I was happy to see a lot of women designers and developers. I look forward to a time when this is not remarkable, but Saturday at lunch the table where I sat was entirely filled with women working in tech, and that is probably a first for me at any tech conference. I met a lot of impressive folks both male and female, and I’m thankful to have social media so I can continue to keep in touch with them.

As always, the WordPress community is one of the great things about WordPress, and it was exciting to hear about the enormous variety of wonderful things people are doing with WordPress.

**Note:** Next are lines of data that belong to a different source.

//! Best-first ordering of guesses by expected information gain.

use crate::entropy;
use crate::error::{Result, WordleError};
use crate::word::{CandidateSet, Word};
use rayon::prelude::*;
use std::cmp::Ordering;

/// Result of analyzing a potential guess
#[derive(Debug, Clone, PartialEq)]
pub struct GuessAnalysis {
    pub word: Word,
    pub entropy: f64,
    pub expected_remaining: f64,
    pub is_candidate: bool,
}

/// Score every word in `words` against `candidates` and sort best first.
///
/// Ties on entropy go to words that are still candidates, then to the
/// lexicographically smallest word. Scoring runs in parallel; the order of the result
/// does not depend on scheduling.
pub fn rank(words: &[Word], candidates: &CandidateSet) -> Result<Vec<GuessAnalysis>> {
    if candidates.is_empty() {
        return Err(WordleError::EmptyCandidateSet);
    }
    for word in words {
        word.expect_length(candidates.word_length())?;
    }

    log::trace!(
        "ranking {} guesses against {} candidates",
        words.len(),
        candidates.len()
    );

    let n = candidates.len() as f64;
    let mut analyses = words
        .par_iter()
        .map(|word| {
            let entropy = entropy::score(word, candidates)?;
            Ok(GuessAnalysis {
                word: word.clone(),
                entropy,
                expected_remaining: n / 2_f64.powf(entropy),
                is_candidate: candidates.contains(word),
            })
        })
        .collect::<Result<Vec<_>>>()?;

    analyses.sort_by(compare_analyses);
    Ok(analyses)
}

/// Rank the candidate set against itself.
pub fn rank_candidates(candidates: &CandidateSet) -> Result<Vec<GuessAnalysis>> {
    rank(candidates.words(), candidates)
}

/// The single best guess among `words`, or `None` if `words` is empty.
pub fn best_guess(words: &[Word], candidates: &CandidateSet) -> Result<Option<GuessAnalysis>> {
    Ok(rank(words, candidates)?.into_iter().next())
}

fn compare_analyses(a: &GuessAnalysis, b: &GuessAnalysis) -> Ordering {
    b.entropy
        .total_cmp(&a.entropy)
        .then_with(|| b.is_candidate.cmp(&a.is_candidate))
        .then_with(|| a.word.cmp(&b.word))
}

I learned more than ten things, for sure, but here’s a quick list:

  1. From Andrew Wikel I learned that almost 40% of all the ecommerce sites in the world run on WooCommerce. Also lots of important information on how to avoid problems with WooCommerce and how to debug problems if you get them anyway. I’ll be writing more about this in future posts.
  2. Andrew also told us that adding a picture of a padlock to your checkout page has been shown to make people feel more comfortable about online transactions.
  3. From Josepha Haden I learned that you can join WordPress support teams like Accessibility and Training by announcing yourself in their channels or attending their weekly virtual meeting and asking for a job to do. “Every team has tasks for new contributors.”
  4. From Kevin Moser I got the excellent suggestion to build a user portal at your website where you can aggregate walkthroughs.
  5. From Adam Warner I learned that the first email was sent in 1971. Also that there are good, practical reasons for preferring double opt-in for your mailing list.
  6. Adam also shared that email is the largest driver of Black Friday transactions.
  7. From Steph Todd I learned about some awesome tools like BugHerd and GatherContent.
  8. From Julie I learned that a dedicated blogger can spend 15 hours configuring a plugin and feel good about it.
  9. Marianne Worthington said, “Be so passionate about what you’re doing that you feel an obligation to give people a chance to say no to you.” I don’t think this counts as learning, and it’s nothing to do with WordPress, but I found it inspiring. Do you?
  10. From Lisa Trudell I learned that the Yoast SEO plugin is not as user-friendly as I had thought. I’ll be writing more about this, too.

If you haven’t attended a WordCamp and you use WordPress for any purpose at all, put it on your list for the future.